Stored items

————

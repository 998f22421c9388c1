// This Source Code Form is subject to the terms of the Mozilla Public
// License, v. 2.0. If a copy of the MPL was not distributed with this
// file, You can obtain one at https://mozilla.org/MPL/2.0/.

//! Translation between UPDATE messages and pipeline operations for one
//! peering. Received updates become adds and deletes on the peer's RibIn
//! branches, and whatever the pipeline queues in the peer's RibOut becomes
//! outgoing updates.

use crate::error::Error;
use crate::messages::{
    as_path_segments, path_attribute_flags, Aggregator, AsPathSegment,
    AsPathType, AsPathWidth, CeaseErrorSubcode, MpReachNlri, MpUnreachNlri,
    NotificationMessage, PathAttribute, PathAttributeTypeCode,
    PathAttributeValue, Prefix, UpdateMessage, AFI_IPV4, AFI_IPV6, AS_TRANS,
    SAFI_UNICAST,
};
use rdb::ribout::RibOutUpdate;
use rdb::types::{AsPath, AsSegment, Origin, PathAttributeList, SubnetRoute};
use rdb::{Afi, BgpPlumbing, PeerId, Plumbing, Prefix4, Prefix6};
use slog::{debug, warn, Logger};
use std::net::{IpAddr, Ipv4Addr, Ipv6Addr};

/// Prefixes packed into one UPDATE before it is split further to fit.
pub const UPDATE_CHUNK: usize = 500;

/// What was agreed on with the peer when the session opened.
#[derive(Debug, Clone, PartialEq, Eq)]
pub struct Negotiated {
    pub asn: u32,
    pub bgp_id: Ipv4Addr,
    pub ibgp: bool,
    pub hold_time: u16,
    pub width: AsPathWidth,
    pub ipv4: bool,
    pub ipv6: bool,
}

/// The pipeline side of one peering.
pub struct PeerHandler {
    pub peer: PeerId,
    pub prefix_limit: Option<usize>,
    log: Logger,
}

/// Attributes shared by every route of an update, before a next-hop of a
/// particular family is attached.
struct ReceivedAttributes {
    origin: Origin,
    as_path: AsPath,
    med: Option<u32>,
    local_pref: Option<u32>,
    atomic_aggregate: bool,
    aggregator: Option<(u32, Ipv4Addr)>,
    communities: Vec<u32>,
    unknown: Vec<rdb::types::UnknownAttribute>,
}

impl ReceivedAttributes {
    fn from_update(update: &UpdateMessage, width: AsPathWidth) -> Self {
        let mut r = Self {
            origin: Origin::Incomplete,
            as_path: AsPath::default(),
            med: None,
            local_pref: None,
            atomic_aggregate: false,
            aggregator: None,
            communities: Vec::new(),
            unknown: Vec::new(),
        };
        let mut as_path = Vec::new();
        let mut as4_path = None;
        let mut aggregator = None;
        let mut as4_aggregator = None;

        for a in &update.path_attributes {
            match &a.value {
                PathAttributeValue::Origin(o) => r.origin = (*o).into(),
                PathAttributeValue::AsPath(segs) => as_path = segs.clone(),
                PathAttributeValue::As4Path(segs) => as4_path = Some(segs),
                PathAttributeValue::MultiExitDisc(v) => r.med = Some(*v),
                PathAttributeValue::LocalPref(v) => r.local_pref = Some(*v),
                PathAttributeValue::AtomicAggregate => {
                    r.atomic_aggregate = true
                }
                PathAttributeValue::Aggregator(agg) => aggregator = Some(*agg),
                PathAttributeValue::As4Aggregator(agg) => {
                    as4_aggregator = Some(*agg)
                }
                PathAttributeValue::Communities(c) => {
                    r.communities = c.clone()
                }
                PathAttributeValue::Unknown {
                    flags,
                    type_code,
                    value,
                } => {
                    // Unrecognized non-transitive attributes are quietly
                    // dropped, transitive ones travel on.
                    if flags & path_attribute_flags::TRANSITIVE != 0 {
                        r.unknown.push(rdb::types::UnknownAttribute {
                            flags: *flags,
                            type_code: *type_code,
                            value: value.clone(),
                        });
                    }
                }
                PathAttributeValue::NextHop(_)
                | PathAttributeValue::MpReachNlri(_)
                | PathAttributeValue::MpUnreachNlri(_) => {}
            }
        }

        // AS4_PATH and AS4_AGGREGATOR only mean something on a session
        // that could not carry four-octet numbers itself.
        if width == AsPathWidth::Two {
            if let Some(as4) = as4_path {
                as_path = merge_as4_path(&as_path, as4);
            }
            if let (Some(agg), Some(agg4)) = (aggregator, as4_aggregator) {
                if agg.asn == u32::from(AS_TRANS) {
                    aggregator = Some(agg4);
                }
            }
        }

        r.as_path = AsPath {
            segments: as_path.iter().map(AsSegment::from).collect(),
        };
        r.aggregator = aggregator.map(|a| (a.asn, a.address));
        r
    }

    fn with_nexthop<A: Afi>(&self, nexthop: A) -> PathAttributeList<A> {
        PathAttributeList {
            nexthop,
            origin: self.origin,
            as_path: self.as_path.clone(),
            med: self.med,
            local_pref: self.local_pref,
            atomic_aggregate: self.atomic_aggregate,
            aggregator: self.aggregator,
            communities: self.communities.clone(),
            unknown: self.unknown.clone(),
        }
    }
}

fn segment_length(s: &AsPathSegment) -> usize {
    match s.typ {
        AsPathType::AsSequence => s.value.len(),
        AsPathType::AsSet => 1,
    }
}

/// Reconstruct the full path of a route received over a two-octet session.
/// The leading numbers of AS_PATH that AS4_PATH does not cover were added by
/// two-octet speakers and are kept, the rest is taken from AS4_PATH.
///
/// Ref: RFC 6793 §4.2.3
pub fn merge_as4_path(
    as_path: &[AsPathSegment],
    as4_path: &[AsPathSegment],
) -> Vec<AsPathSegment> {
    let len: usize = as_path.iter().map(segment_length).sum();
    let len4: usize = as4_path.iter().map(segment_length).sum();
    if len4 > len {
        return as_path.to_vec();
    }
    let mut keep = len - len4;
    let mut merged = Vec::new();
    for s in as_path {
        if keep == 0 {
            break;
        }
        match s.typ {
            AsPathType::AsSequence => {
                let n = keep.min(s.value.len());
                merged.push(AsPathSegment::sequence(s.value[..n].to_vec()));
                keep -= n;
            }
            AsPathType::AsSet => {
                merged.push(s.clone());
                keep -= 1;
            }
        }
    }
    merged.extend_from_slice(as4_path);
    merged
}

impl PeerHandler {
    pub fn new(peer: PeerId, prefix_limit: Option<usize>, log: Logger) -> Self {
        Self {
            peer,
            prefix_limit,
            log,
        }
    }

    /// Feed a validated UPDATE into the pipeline. Returns the notification
    /// to send if the peer has exceeded its prefix limit.
    pub fn process_update(
        &mut self,
        update: &UpdateMessage,
        session: &Negotiated,
        plumbing: &mut BgpPlumbing,
    ) -> Result<Option<NotificationMessage>, Error> {
        let peer = self.peer;

        for p in &update.withdrawn {
            plumbing.ipv4.delete_route(peer, Prefix4::from(p))?;
        }
        if let Some(mp) = update.mp_unreach() {
            for p in &mp.withdrawn {
                match mp.afi {
                    AFI_IPV4 => plumbing.ipv4.delete_route(peer, p.into())?,
                    AFI_IPV6 => plumbing.ipv6.delete_route(peer, p.into())?,
                    _ => {}
                }
            }
        }

        if update.announces() {
            let attrs = ReceivedAttributes::from_update(update, session.width);

            if !update.nlri.is_empty() {
                match update.nexthop4() {
                    Some(nh) => add_routes(
                        &mut plumbing.ipv4,
                        peer,
                        attrs.with_nexthop(nh),
                        &update.nlri,
                    )?,
                    None => warn!(self.log, "nlri without next-hop dropped"),
                }
            }

            if let Some(mp) = update.mp_reach() {
                match mp.nexthop {
                    IpAddr::V4(nh) if mp.afi == AFI_IPV4 => add_routes(
                        &mut plumbing.ipv4,
                        peer,
                        attrs.with_nexthop(nh),
                        &mp.nlri,
                    )?,
                    IpAddr::V6(nh) if mp.afi == AFI_IPV6 => add_routes(
                        &mut plumbing.ipv6,
                        peer,
                        attrs.with_nexthop(nh),
                        &mp.nlri,
                    )?,
                    nh => warn!(self.log,
                        "mp_reach afi {} with next-hop {nh} dropped", mp.afi
                    ),
                }
            }
        }

        plumbing.ipv4.push(peer)?;
        plumbing.ipv6.push(peer)?;

        if let Some(limit) = self.prefix_limit {
            let count = plumbing.route_count(peer);
            if count > limit {
                warn!(self.log, "prefix limit {limit} exceeded with {count}");
                return Ok(Some(NotificationMessage::cease(
                    CeaseErrorSubcode::MaximumNumberofPrefixesReached,
                )));
            }
        }
        Ok(None)
    }

    /// Everything queued for this peer, packed into UPDATE messages. Routes
    /// of a family the peer did not negotiate are discarded.
    pub fn updates_to_send(
        &mut self,
        session: &Negotiated,
        plumbing: &mut BgpPlumbing,
    ) -> Vec<UpdateMessage> {
        let mut out = Vec::new();
        let v4 = plumbing.ipv4.take_updates(self.peer);
        let v6 = plumbing.ipv6.take_updates(self.peer);
        if session.ipv4 {
            for u in &v4 {
                out.extend(ipv4_updates(u, session.width));
            }
        }
        if session.ipv6 {
            for u in &v6 {
                out.extend(ipv6_updates(u, session.width));
            }
        }
        if !out.is_empty() {
            debug!(self.log, "{} updates for {}", out.len(), self.peer);
        }
        out
    }
}

fn add_routes<A: Afi>(
    plumbing: &mut Plumbing<A>,
    peer: PeerId,
    attrs: PathAttributeList<A>,
    nlri: &[Prefix],
) -> Result<(), Error>
where
    A::Prefix: for<'a> From<&'a Prefix>,
{
    let attrs = plumbing.intern(attrs);
    for p in nlri {
        plumbing.add_route(peer, SubnetRoute::new(p.into(), attrs.clone()))?;
    }
    Ok(())
}

/// The attributes of an outgoing route, without any next-hop.
fn wire_attributes<A: Afi>(
    attrs: &PathAttributeList<A>,
    width: AsPathWidth,
) -> Vec<PathAttribute> {
    let mut out: Vec<PathAttribute> = vec![
        PathAttributeValue::Origin(attrs.origin.into()).into(),
        PathAttributeValue::AsPath(as_path_segments(&attrs.as_path)).into(),
    ];
    let wide = |asn: &u32| *asn > u32::from(u16::MAX);
    if width == AsPathWidth::Two
        && attrs.as_path.segments.iter().any(|s| s.asns().iter().any(wide))
    {
        out.push(
            PathAttributeValue::As4Path(as_path_segments(&attrs.as_path)).into(),
        );
    }
    if let Some(med) = attrs.med {
        out.push(PathAttributeValue::MultiExitDisc(med).into());
    }
    if let Some(lp) = attrs.local_pref {
        out.push(PathAttributeValue::LocalPref(lp).into());
    }
    if attrs.atomic_aggregate {
        out.push(PathAttributeValue::AtomicAggregate.into());
    }
    if let Some((asn, address)) = attrs.aggregator {
        out.push(
            PathAttributeValue::Aggregator(Aggregator { asn, address }).into(),
        );
        if width == AsPathWidth::Two && wide(&asn) {
            out.push(
                PathAttributeValue::As4Aggregator(Aggregator { asn, address })
                    .into(),
            );
        }
    }
    if !attrs.communities.is_empty() {
        out.push(PathAttributeValue::Communities(attrs.communities.clone()).into());
    }
    for u in &attrs.unknown {
        out.push(
            PathAttributeValue::Unknown {
                flags: u.flags | path_attribute_flags::PARTIAL,
                type_code: u.type_code,
                value: u.value.clone(),
            }
            .into(),
        );
    }
    out
}

fn sorted(mut attrs: Vec<PathAttribute>) -> Vec<PathAttribute> {
    attrs.sort_by_key(|a| u8::from(a.typ.type_code));
    attrs
}

/// Build updates for `prefixes`, splitting until every message fits.
fn pack<F>(prefixes: &[Prefix], width: AsPathWidth, make: &F) -> Vec<UpdateMessage>
where
    F: Fn(&[Prefix]) -> UpdateMessage,
{
    let mut out = Vec::new();
    for chunk in prefixes.chunks(UPDATE_CHUNK) {
        let m = make(chunk);
        match m.to_wire(width) {
            Err(Error::TooLarge(_)) if chunk.len() > 1 => {
                let (a, b) = chunk.split_at(chunk.len() / 2);
                out.extend(pack(a, width, make));
                out.extend(pack(b, width, make));
            }
            _ => out.push(m),
        }
    }
    out
}

fn ipv4_updates(
    u: &RibOutUpdate<Ipv4Addr>,
    width: AsPathWidth,
) -> Vec<UpdateMessage> {
    let mut out = Vec::new();
    let withdrawn: Vec<Prefix> =
        u.withdrawn.iter().copied().map(Prefix::from).collect();
    out.extend(pack(&withdrawn, width, &|chunk: &[Prefix]| UpdateMessage {
        withdrawn: chunk.to_vec(),
        ..Default::default()
    }));

    for (attrs, nets) in &u.announce {
        let mut base = wire_attributes(attrs.as_ref(), width);
        base.push(PathAttributeValue::NextHop(attrs.nexthop).into());
        let base = sorted(base);
        let nlri: Vec<Prefix> = nets.iter().copied().map(Prefix::from).collect();
        out.extend(pack(&nlri, width, &|chunk: &[Prefix]| UpdateMessage {
            path_attributes: base.clone(),
            nlri: chunk.to_vec(),
            ..Default::default()
        }));
    }
    out
}

fn ipv6_updates(
    u: &RibOutUpdate<Ipv6Addr>,
    width: AsPathWidth,
) -> Vec<UpdateMessage> {
    let mut out = Vec::new();
    let withdrawn: Vec<Prefix> =
        u.withdrawn.iter().copied().map(Prefix::from).collect();
    out.extend(pack(&withdrawn, width, &|chunk: &[Prefix]| UpdateMessage {
        path_attributes: vec![PathAttributeValue::MpUnreachNlri(
            MpUnreachNlri {
                afi: AFI_IPV6,
                safi: SAFI_UNICAST,
                withdrawn: chunk.to_vec(),
            },
        )
        .into()],
        ..Default::default()
    }));

    for (attrs, nets) in &u.announce {
        let base = wire_attributes(attrs.as_ref(), width);
        let nexthop = IpAddr::V6(attrs.nexthop);
        let nlri: Vec<Prefix> = nets.iter().copied().map(Prefix::from).collect();
        out.extend(pack(&nlri, width, &|chunk: &[Prefix]| {
            let mut attrs = base.clone();
            attrs.push(
                PathAttributeValue::MpReachNlri(MpReachNlri {
                    afi: AFI_IPV6,
                    safi: SAFI_UNICAST,
                    nexthop,
                    link_local: None,
                    nlri: chunk.to_vec(),
                })
                .into(),
            );
            UpdateMessage {
                path_attributes: sorted(attrs),
                ..Default::default()
            }
        }));
    }
    out
}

————

Where a line in the entries holds "family", copy that line.

Result of this task:
/// particular family is attached.
    /// of a family the peer did not negotiate are discarded.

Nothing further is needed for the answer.